Material supplied:
▽

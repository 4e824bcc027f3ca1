pub mod adapters;
pub mod app;
pub mod config;
pub mod core;
pub mod domain;
pub mod utils;

#[cfg(feature = "cli")]
pub use config::CliConfig;

pub use adapters::{ApiClient, MemoryAddressBar};
pub use config::TomlConfig;
pub use crate::core::{
    auth::{AuthContext, AuthPhase},
    executor::{SearchExecutor, SearchOutcome, SearchState},
    filter_state::FilterState,
    pagination::{page_window, PaginationControls},
    session::SearchSession,
};
pub use domain::model::{DeveloperSummary, LookupTables, PageResult, PageSize};
pub use utils::error::{FinderError, Result};
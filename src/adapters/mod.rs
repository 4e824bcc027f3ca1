// Adapters layer: concrete implementations of the domain ports.

pub mod address_bar;
pub mod http;

pub use address_bar::MemoryAddressBar;
pub use http::ApiClient;
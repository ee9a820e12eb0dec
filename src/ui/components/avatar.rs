//! Avatar component with image and fallback support.

use chrono::{Datelike, Utc};
use leptos::prelude::*;

/// Image of the assistant, rotating daily.
#[must_use]
pub fn assistant_avatar_url() -> String {
    format!("https://robohash.org/{}", Utc::now().day())
}

/// Avatar component for displaying user images.
///
/// # Example
///
/// ```rust,ignore
/// view! {
///     <Avatar src=assistant_avatar_url() alt="Assistant" fallback="AI" />
/// }
/// ```
#[component]
pub fn Avatar(
    /// Image source URL; the fallback is shown when empty.
    #[prop(optional, into)]
    src: String,
    /// Alt text for the image.
    #[prop(default = "Avatar")]
    alt: &'static str,
    /// Fallback text (initials) when there is no image.
    #[prop(default = "")]
    fallback: &'static str,
    /// Size class (e.g., "h-8 w-8").
    #[prop(default = "h-8 w-8")]
    size: &'static str,
    /// Additional CSS classes.
    #[prop(default = "")]
    class: &'static str,
) -> impl IntoView {
    let container_classes =
        format!("relative flex shrink-0 overflow-hidden rounded-full {size} {class}");

    let image = if src.is_empty() {
        view! {
            <span class="flex h-full w-full items-center justify-center rounded-full bg-muted text-sm font-medium">
                {fallback}
            </span>
        }
        .into_any()
    } else {
        view! { <img class="aspect-square h-full w-full object-cover" src=src alt=alt /> }
            .into_any()
    };

    view! { <span class=container_classes>{image}</span> }
}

△

Exercise details: What you write must match the material above exactly and in full.

Result of the task:
repository 4e824bcc027f3ca1
pub mod adapters;
pub mod app;
pub mod config;
pub mod core;
pub mod domain;
pub mod utils;

#[cfg(feature = "cli")]
pub use config::CliConfig;

pub use adapters::{ApiClient, MemoryAddressBar};
pub use config::TomlConfig;
pub use crate::core::{
    auth::{AuthContext, AuthPhase},
    executor::{SearchExecutor, SearchOutcome, SearchState},
    filter_state::FilterState,
    pagination::{page_window, PaginationControls},
    session::SearchSession,
};
pub use domain::model::{DeveloperSummary, LookupTables, PageResult, PageSize};
pub use utils::error::{FinderError, Result};
filename src/adapters/mod.rs
repository 4e824bcc027f3ca1
// Adapters layer: concrete implementations of the domain ports.

pub mod address_bar;
pub mod http;

pub use address_bar::MemoryAddressBar;
pub use http::ApiClient;
repository ee9a820e12eb0dec
filename src/ui/components/avatar.rs
//! Avatar component with image and fallback support.

use chrono::{Datelike, Utc};
use leptos::prelude::*;

/// Image of the assistant, rotating daily.
#[must_use]
pub fn assistant_avatar_url() -> String {
    format!("https://robohash.org/{}", Utc::now().day())
}

/// Avatar component for displaying user images.
///
/// # Example
///
/// ```rust,ignore
/// view! {
///     <Avatar src=assistant_avatar_url() alt="Assistant" fallback="AI" />
/// }
/// ```
#[component]
pub fn Avatar(
    /// Image source URL; the fallback is shown when empty.
    #[prop(optional, into)]
    src: String,
    /// Alt text for the image.
    #[prop(default = "Avatar")]
    alt: &'static str,
    /// Fallback text (initials) when there is no image.
    #[prop(default = "")]
    fallback: &'static str,
    /// Size class (e.g., "h-8 w-8").
    #[prop(default = "h-8 w-8")]
    size: &'static str,
    /// Additional CSS classes.
    #[prop(default = "")]
    class: &'static str,
) -> impl IntoView {
    let container_classes =
        format!("relative flex shrink-0 overflow-hidden rounded-full {size} {class}");

    let image = if src.is_empty() {
        view! {
            <span class="flex h-full w-full items-center justify-center rounded-full bg-muted text-sm font-medium">
                {fallback}
            </span>
        }
        .into_any()
    } else {
        view! { <img class="aspect-square h-full w-full object-cover" src=src alt=alt /> }
            .into_any()
    };

    view! { <span class=container_classes>{image}</span> }
}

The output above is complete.